Agri Role Players’ Wish Lists For SONA 2025
Agri role players’ wish lists for SONA 2025
By Glenneis Kriel | 2 February 2025 | 1:00 pm
Farmer’s Weekly asked leading agricultural role players about their expectations for the upcoming State of the Nation Address (SONA) on 6 February, as well as their views on government’s progress in delivering on promises made during SONA 2024.
President Cyril Ramaphosa is set to deliver the State of the Nation Address (SONA) on 6 February. Photo: Flickr | GovernmentZA
According to Bennie van Zyl, general manager of TLU SA, little progress has been made since SONA 2024, with high unemployment, poor service delivery, infrastructural challenges and crime still serious challenges.
READ Mixed reactions to SONA 2024
He added that restrictions and policies that negatively affect business confidence, agricultural production and food security, such as expropriation without compensation and amendments to property rights, and corruption and state capture, which led to the dysfunction of state departments and corroded public trust, continue to erode any progress.
Van Zyl said that Ramaphosa would have to move away from the ANC’s ideological agenda to bring about meaningful change, by instead focusing on practical solutions that prioritise the country and its people.
“Commitment during SONA will continue to mean nothing until corruption and cadre deployment are addressed, which are causing a huge divide between what is being said and done. The way things are now, taxpayers, who are already heavily burdened, have to take the funding of various essential services upon themselves.”
However, Theo Boshoff, CEO of Agbiz, gave a much more positive response.
Boshoff said that a lot of emphasis was placed on addressing logistical challenges, the energy crisis and crime and corruption during last year’s SONA, and that it was encouraging to see that these issues continued to enjoy priority following the formation of the Government of National Unity (GNU).
He said that institutional reforms of electricity, logistics and water infrastructure were promised and being implemented through Operation Vulindlela and public-private partnerships.
In the energy sector, fewer regulatory and institutional reforms occurred, but the advantages of partnerships were already being observed.

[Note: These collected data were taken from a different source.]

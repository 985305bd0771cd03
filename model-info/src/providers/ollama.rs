//! Ollama adapter: local runtime that tags models with capability strings.

use std::sync::Arc;

use async_trait::async_trait;
use serde::Deserialize;
use serde_json::{json, Map, Value};

use super::{scale_context_length, ModelInfoProvider};
use crate::error::ModelInfoError;
use crate::http::{fetch_json, HttpClient, HttpRequest, ReqwestHttpClient};
use crate::model::{ModelFeature, ModelInfo, ModelProvider, ModelType};

/// Default Ollama host.
pub const DEFAULT_OLLAMA_HOST: &str = "http://localhost:11434";

#[derive(Debug, Deserialize)]
struct TagsResponse {
    models: Vec<TagEntry>,
}

#[derive(Debug, Deserialize)]
struct TagEntry {
    name: String,
}

/// `POST /api/show` payload. `model_info` keys are architecture-prefixed,
/// e.g. `llama.context_length`.
#[derive(Debug, Default, Deserialize)]
struct ShowResponse {
    #[serde(default)]
    name: Option<String>,
    #[serde(default)]
    model_info: Option<Map<String, Value>>,
    #[serde(default)]
    capabilities: Option<Vec<String>>,
}

/// Reads models from a local Ollama server (`/api/tags`, `/api/show`).
pub struct OllamaProvider {
    host: String,
    http_client: Arc<dyn HttpClient>,
}

impl OllamaProvider {
    /// Default host and reqwest client.
    pub fn new() -> Self {
        Self::with_host(DEFAULT_OLLAMA_HOST)
    }

    pub fn with_host(host: impl Into<String>) -> Self {
        Self::with_client(host, Arc::new(ReqwestHttpClient::new()))
    }

    pub fn with_client(host: impl Into<String>, http_client: Arc<dyn HttpClient>) -> Self {
        Self {
            host: host.into().trim_end_matches('/').to_string(),
            http_client,
        }
    }

    fn map_model_info(name: String, show: ShowResponse) -> ModelInfo {
        let capabilities = show.capabilities.unwrap_or_default();
        let max_input_tokens = show.model_info.as_ref().and_then(max_input_tokens);
        ModelInfo::new(name, ModelProvider::Ollama, model_type(&capabilities))
            .with_max_input_tokens(max_input_tokens)
            .with_features(features(&capabilities))
    }
}

impl Default for OllamaProvider {
    fn default() -> Self {
        Self::new()
    }
}

fn has(capabilities: &[String], capability: &str) -> bool {
    capabilities.iter().any(|c| c == capability)
}

fn model_type(capabilities: &[String]) -> ModelType {
    if has(capabilities, "completion") {
        ModelType::Chat
    } else if has(capabilities, "embedding") {
        ModelType::Embedding
    } else {
        ModelType::Other
    }
}

fn features(capabilities: &[String]) -> Vec<ModelFeature> {
    let mut features = Vec::new();
    if has(capabilities, "completion") {
        features.extend([ModelFeature::JsonOutput, ModelFeature::StructuredOutput]);
    }
    if has(capabilities, "vision") {
        features.push(ModelFeature::Vision);
    }
    if has(capabilities, "tools") {
        features.extend([ModelFeature::ToolCalling, ModelFeature::ToolChoice]);
    }
    features
}

/// First `*.context_length` key in map order; non-numeric → `None`.
fn max_input_tokens(model_info: &Map<String, Value>) -> Option<u64> {
    let (_, raw) = model_info
        .iter()
        .find(|(key, _)| key.ends_with(".context_length"))?;
    let raw = match raw {
        Value::Number(n) => n.as_f64()?,
        Value::String(s) => s.trim().parse::<f64>().ok()?,
        _ => return None,
    };
    scale_context_length(raw)
}

#[async_trait]
impl ModelInfoProvider for OllamaProvider {
    fn name(&self) -> &str {
        "ollama"
    }

    fn supported_providers(&self) -> Vec<ModelProvider> {
        vec![ModelProvider::Ollama]
    }

    async fn get_model_infos(&self, provider: ModelProvider) -> Result<Vec<ModelInfo>, ModelInfoError> {
        self.check_support_or_fail(provider)?;
        let request = HttpRequest::get(format!("{}/api/tags", self.host));
        let tags: TagsResponse = fetch_json(self.http_client.as_ref(), request).await?;
        Ok(tags
            .models
            .into_iter()
            .map(|entry| Self::map_model_info(entry.name, ShowResponse::default()))
            .collect())
    }

    async fn get_model_info(
        &self,
        provider: ModelProvider,
        model: &str,
    ) -> Result<ModelInfo, ModelInfoError> {
        self.check_support_or_fail(provider)?;
        let request = HttpRequest::post_json(format!("{}/api/show", self.host), json!({ "model": model }));
        let mut show: ShowResponse = fetch_json(self.http_client.as_ref(), request).await?;
        let name = show.name.take().unwrap_or_else(|| model.to_string());
        Ok(Self::map_model_info(name, show))
    }
}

While logistics reforms were occurring at a slower pace, said Boshoff, there had been no deviation from government’s commitment. The National Freight Logistics Roadmap, aimed at giving third parties access to the rail network and facilitating public-private participation at ports, were in progress, with some aspects already completed, Boshoff said.
Moreover, an Interim Economic Regulator had been established to set tariffs in this regard, and the network statement was published in December 2024 to provide a clear framework for private sector participation in the country’s rail network.
He said that he hoped government would continue to build on this progress, as it had been good for business confidence and sentiment, with the Agbiz Agribusiness Confidence Index showing recovery in the third and fourth quarters of 2024.
On commitments made to accelerate the redistribution of land and to establish a land reform agency during SONA 2024, Boshoff said that he hoped this would be made a priority in the coming year.
“Having a land reform agency will be beneficial to land reform, as it will be able to move and make decisions quicker than a government department,” he said.
Jannie Strydom, CEO of Agri Western Cape, said that he would like to see government build on what was already achieved in repairing and improving roads, rails and ports, and for trade relations to remain a priority to foster existing and develop new markets, and negotiate favourable market conditions, in terms of anything from phytosanitary requirements to tariffs.
Christo Conradie, stakeholder engagement, market access and policy manager at South Africa Wine, said he hoped to hear that government would offer its continued support to allow the South African Economic Reconstruction and Recovery Plan to reach its full operational and functional capacity, especially to allow the Port of Cape Town to have all the necessary equipment and systems to run smoothly.
He also hoped that South Africa could maintain its “no load-shedding status”, and that the country would be able to negotiate with the US to allow it to keep its preferential access to the US under the African Growth and Opportunity Act.